== Dataset records ==
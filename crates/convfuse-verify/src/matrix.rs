//! Concrete trial tables: hand-computed cases, the resize/pad comparative matrix, the
//! pad-only matrix and the conv + bias (+ relu) matrix.

use anyhow::Result;
use convfuse::ops::{Activation, ConvPadding, MirrorPadMode, ResizeSize};
use convfuse::{DType, FusionSpec, Shape, Tensor};
use rand::rngs::StdRng;
use rand::{Rng, SeedableRng};

use crate::config::{Fill, FusedPipeline, PadStage, ResizeStage, TrialConfig, TrialInputs};

use ConvPadding::{Same, Valid};
use MirrorPadMode::{Reflect, Symmetric};

/// A trial with fixed inputs and a known exact output.
#[derive(Debug, Clone)]
pub struct KnownAnswer {
    pub config: TrialConfig,
    pub inputs: TrialInputs,
    pub expected: Tensor,
}

// name, dtypes, in_w, in_h, depth, resize_w, resize_h, y_pad, x_pad, filter_size,
// filter_count, align_corners, mode, stride, padding
type ResizePadRow = (
    &'static str,
    &'static [DType],
    usize,
    usize,
    usize,
    usize,
    usize,
    usize,
    usize,
    usize,
    usize,
    bool,
    MirrorPadMode,
    usize,
    ConvPadding,
);

const ALL: &[DType] = &DType::ALL;
const FLOAT: &[DType] = &[DType::F32];

#[rustfmt::skip]
const RESIZE_PAD_ROWS: &[ResizePadRow] = &[
    ("identity_comparative",       ALL,   10, 10, 1, 10, 10, 0, 0, 1, 1, false, Reflect,   1, Same),
    ("conv_only",                  FLOAT, 10, 10, 3, 10, 10, 0, 0, 4, 4, false, Reflect,   1, Same),
    ("resize_only",                FLOAT, 10, 10, 1, 20, 20, 0, 0, 1, 1, false, Reflect,   1, Same),
    ("resize_and_conv",            FLOAT,  2,  2, 4,  4,  2, 0, 0, 2, 2, false, Reflect,   1, Same),
    ("resize_align_and_conv",      FLOAT,  2,  2, 4,  4,  2, 0, 0, 2, 2, true,  Reflect,   1, Same),
    ("resize_and_conv_strided",    FLOAT,  2,  2, 4,  4,  2, 0, 0, 2, 2, false, Reflect,   2, Same),
    ("resize_align_and_conv_valid", FLOAT, 2,  2, 4,  4,  2, 0, 0, 2, 2, true,  Reflect,   1, Valid),
    ("pad_only",                   FLOAT,  4,  4, 1,  4,  4, 2, 2, 1, 1, false, Reflect,   1, Same),
    ("pad_only_with_channels",     FLOAT,  4,  4, 3,  4,  4, 2, 2, 1, 1, false, Reflect,   1, Same),
    ("resize_and_pad",             FLOAT,  4,  4, 1,  6,  6, 2, 2, 1, 1, false, Reflect,   1, Same),
    ("pad_only_symmetric",         FLOAT,  4,  4, 1,  4,  4, 2, 2, 1, 1, false, Symmetric, 1, Same),
    ("resize_and_pad_symmetric",   FLOAT,  4,  4, 3,  6,  6, 2, 2, 1, 1, false, Symmetric, 1, Same),
    ("resize_and_pad_symmetric_large", FLOAT, 1000, 1000, 3, 1006, 1006, 2, 2, 1, 1, false, Symmetric, 1, Same),
];

// name, dtypes, in_w, in_h, depth, y_pad, x_pad, filter_size, filter_count, mode, stride, padding
type PadRow = (
    &'static str,
    &'static [DType],
    usize,
    usize,
    usize,
    usize,
    usize,
    usize,
    usize,
    MirrorPadMode,
    usize,
    ConvPadding,
);

#[rustfmt::skip]
const PAD_ROWS: &[PadRow] = &[
    ("no_resize_identity",               ALL,   10, 10, 1, 0, 0, 1, 1, Reflect,   1, Same),
    ("no_resize_conv_only",              FLOAT, 10, 10, 3, 0, 0, 4, 4, Reflect,   1, Same),
    ("no_resize_pad_only",               FLOAT,  4,  4, 1, 2, 2, 1, 1, Reflect,   1, Same),
    ("no_resize_pad_only_with_channels", FLOAT,  4,  4, 3, 2, 2, 1, 1, Reflect,   1, Same),
    ("no_resize_pad_only_symmetric",     FLOAT,  4,  4, 1, 2, 2, 1, 1, Symmetric, 1, Same),
];

const CONV_BIAS_IMAGE: [usize; 4] = [8, 32, 32, 3];
const CONV_BIAS_FILTER_COUNT: usize = 12;
const CONV_BIAS_SEED: u64 = 0x5eed;

/// Resize + mirror pad + conv compared against the unfused chain, iota-filled.
pub fn resize_pad_matrix() -> Vec<TrialConfig> {
    let mut trials = Vec::new();
    for &(name, dtypes, in_w, in_h, depth, rw, rh, y, x, size, count, align, mode, stride, padding) in
        RESIZE_PAD_ROWS
    {
        for &dtype in dtypes {
            trials.push(TrialConfig {
                name: format!("resize_pad/{name}"),
                batch: 1,
                height: in_h,
                width: in_w,
                in_depth: depth,
                filter_h: size,
                filter_w: size,
                out_depth: count,
                stride: [stride, stride],
                padding,
                dtype,
                pipeline: FusedPipeline::ResizePadConv {
                    resize: ResizeStage {
                        size: ResizeSize {
                            height: rh,
                            width: rw,
                        },
                        align_corners: align,
                    },
                    pad: PadStage { y, x, mode },
                },
                fill: Fill::Iota,
            });
        }
    }
    trials
}

/// Mirror pad + conv with no resize, iota-filled.
pub fn pad_conv_matrix() -> Vec<TrialConfig> {
    let mut trials = Vec::new();
    for &(name, dtypes, in_w, in_h, depth, y, x, size, count, mode, stride, padding) in PAD_ROWS {
        for &dtype in dtypes {
            trials.push(TrialConfig {
                name: format!("pad/{name}"),
                batch: 1,
                height: in_h,
                width: in_w,
                in_depth: depth,
                filter_h: size,
                filter_w: size,
                out_depth: count,
                stride: [stride, stride],
                padding,
                dtype,
                pipeline: FusedPipeline::PadConv {
                    pad: PadStage { y, x, mode },
                },
                fill: Fill::Iota,
            });
        }
    }
    trials
}

/// Conv + BiasAdd and Conv + BiasAdd + Relu on an `8x32x32x3` batch for 1x1, image-size
/// and 3x3 filters, randomly filled.
pub fn conv_bias_matrix(dtype: DType) -> Vec<TrialConfig> {
    let [batch, height, width, depth] = CONV_BIAS_IMAGE;
    let filters = [("one_by_one", 1), ("image_size", height), ("spatial", 3)];
    let specs = [
        ("bias", FusionSpec::bias_add()),
        ("bias_relu", FusionSpec::bias_add_then(Activation::Relu)),
    ];
    let mut trials = Vec::new();
    for (spec_name, spec) in &specs {
        for &(filter_name, size) in &filters {
            trials.push(TrialConfig {
                name: format!("conv_{spec_name}/{filter_name}"),
                batch,
                height,
                width,
                in_depth: depth,
                filter_h: size,
                filter_w: size,
                out_depth: CONV_BIAS_FILTER_COUNT,
                stride: [1, 1],
                padding: Same,
                dtype,
                pipeline: FusedPipeline::ConvEpilogue(spec.clone()),
                fill: Fill::Random {
                    seed: CONV_BIAS_SEED,
                },
            });
        }
    }
    trials
}

/// Every comparative trial above, for every dtype it is defined for.
pub fn all_trials() -> Vec<TrialConfig> {
    let mut trials = resize_pad_matrix();
    trials.extend(pad_conv_matrix());
    for dtype in DType::ALL {
        trials.extend(conv_bias_matrix(dtype));
    }
    trials
}

/// The two hand-computed convolutions, routed through each fused kernel with a no-op
/// prologue or a zero bias, for every dtype.
pub fn known_answers() -> Result<Vec<KnownAnswer>> {
    let mut answers = Vec::new();
    for dtype in DType::ALL {
        for case in [same_padding_case(), anisotropic_stride_case()] {
            for pipeline in case.pipelines() {
                answers.push(case.build(dtype, pipeline)?);
            }
        }
    }
    Ok(answers)
}

struct HandCase {
    name: &'static str,
    input_hw: [usize; 2],
    filter_hw: [usize; 2],
    stride: [usize; 2],
    padding: ConvPadding,
    input: &'static [f64],
    filter: &'static [f64],
    expected_hw: [usize; 2],
    expected: &'static [f64],
}

fn same_padding_case() -> HandCase {
    HandCase {
        name: "handwritten_same",
        input_hw: [3, 4],
        filter_hw: [3, 3],
        stride: [1, 1],
        padding: Same,
        input: &[1., 2., 3., 4., 5., 6., 7., 8., 9., 10., 11., 12.],
        filter: &[1., 4., 7., 2., 5., 8., 3., 6., 9.],
        expected_hw: [3, 4],
        expected: &[105., 150., 183., 95., 235., 312., 357., 178., 187., 234., 261., 121.],
    }
}

fn anisotropic_stride_case() -> HandCase {
    HandCase {
        name: "anisotropic_stride_valid",
        input_hw: [3, 6],
        filter_hw: [2, 2],
        stride: [1, 3],
        padding: Valid,
        input: &[
            3., 2., 1., -1., -2., -3., 4., 3., 2., -2., -3., -4., 5., 4., 3., -3., -4., -5.,
        ],
        filter: &[1., 2., 3., 4.],
        expected_hw: [2, 2],
        expected: &[31., -23., 41., -33.],
    }
}

impl HandCase {
    fn pipelines(&self) -> [(&'static str, FusedPipeline); 3] {
        let pad = PadStage {
            y: 0,
            x: 0,
            mode: Reflect,
        };
        let [height, width] = self.input_hw;
        [
            (
                "resize_pad",
                FusedPipeline::ResizePadConv {
                    resize: ResizeStage {
                        size: ResizeSize { height, width },
                        align_corners: false,
                    },
                    pad,
                },
            ),
            ("pad", FusedPipeline::PadConv { pad }),
            ("conv_bias", FusedPipeline::ConvEpilogue(FusionSpec::bias_add())),
        ]
    }

    fn build(&self, dtype: DType, (kernel, pipeline): (&str, FusedPipeline)) -> Result<KnownAnswer> {
        let config = TrialConfig {
            name: format!("{kernel}/{}", self.name),
            batch: 1,
            height: self.input_hw[0],
            width: self.input_hw[1],
            in_depth: 1,
            filter_h: self.filter_hw[0],
            filter_w: self.filter_hw[1],
            out_depth: 1,
            stride: self.stride,
            padding: self.padding,
            dtype,
            pipeline,
            fill: Fill::Iota,
        };
        let input = Tensor::from_f64_values(dtype, config.input_shape(), self.input)?;
        let filter = Tensor::from_f64_values(dtype, config.filter_shape(), self.filter)?;
        let args = (0..config.num_args())
            .map(|_| Tensor::zeros(dtype, Shape::new(vec![1])))
            .collect();
        let inputs = TrialInputs::explicit(&config, input, filter, args)?;
        let expected = Tensor::from_f64_values(
            dtype,
            Shape::new(vec![1, self.expected_hw[0], self.expected_hw[1], 1]),
            self.expected,
        )?;
        Ok(KnownAnswer {
            config,
            inputs,
            expected,
        })
    }
}

/// `count` small, valid, randomly shaped trials across all kernels and dtypes.
///
/// The same seed always yields the same trials.
pub fn random_trials(seed: u64, count: usize) -> Vec<TrialConfig> {
    let mut rng = StdRng::seed_from_u64(seed);
    (0..count).map(|idx| random_trial(&mut rng, idx)).collect()
}

fn random_trial(rng: &mut StdRng, idx: usize) -> TrialConfig {
    let dtype = DType::ALL[rng.gen_range(0..DType::ALL.len())];
    let height = rng.gen_range(1..=8);
    let width = rng.gen_range(1..=8);
    let mode = if rng.gen_bool(0.5) { Reflect } else { Symmetric };
    let padding = if rng.gen_bool(0.5) { Same } else { Valid };
    let pick_pad = |rng: &mut StdRng, dim: usize| rng.gen_range(0..=mode.max_padding(dim).min(2));

    let pipeline = match rng.gen_range(0..3) {
        0 => {
            let size = ResizeSize {
                height: rng.gen_range(1..=10),
                width: rng.gen_range(1..=10),
            };
            FusedPipeline::ResizePadConv {
                resize: ResizeStage {
                    size,
                    align_corners: rng.gen_bool(0.5),
                },
                pad: PadStage {
                    y: pick_pad(rng, size.height),
                    x: pick_pad(rng, size.width),
                    mode,
                },
            }
        }
        1 => FusedPipeline::PadConv {
            pad: PadStage {
                y: pick_pad(rng, height),
                x: pick_pad(rng, width),
                mode,
            },
        },
        _ => FusedPipeline::ConvEpilogue(match rng.gen_range(0..4) {
            0 => FusionSpec::bias_add(),
            1 => FusionSpec::bias_add_then(Activation::Relu),
            2 => FusionSpec::bias_add_then(Activation::Relu6),
            _ => FusionSpec::bias_add_then(Activation::Elu),
        }),
    };

    let mut config = TrialConfig {
        name: format!("random/{idx}"),
        batch: rng.gen_range(1..=2),
        height,
        width,
        in_depth: rng.gen_range(1..=3),
        filter_h: rng.gen_range(1..=3),
        filter_w: rng.gen_range(1..=3),
        out_depth: rng.gen_range(1..=3),
        stride: [rng.gen_range(1..=2), rng.gen_range(1..=2)],
        padding,
        dtype,
        pipeline,
        fill: Fill::Random { seed: rng.gen() },
    };
    if padding == Valid {
        let (conv_h, conv_w) = config.conv_input_hw();
        config.filter_h = config.filter_h.min(conv_h);
        config.filter_w = config.filter_w.min(conv_w);
    }
    config
}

== Assignment ==
When you have gone through the records above, say how many lines include the word "convfuse", and write nothing besides that number.

== Solution ==
3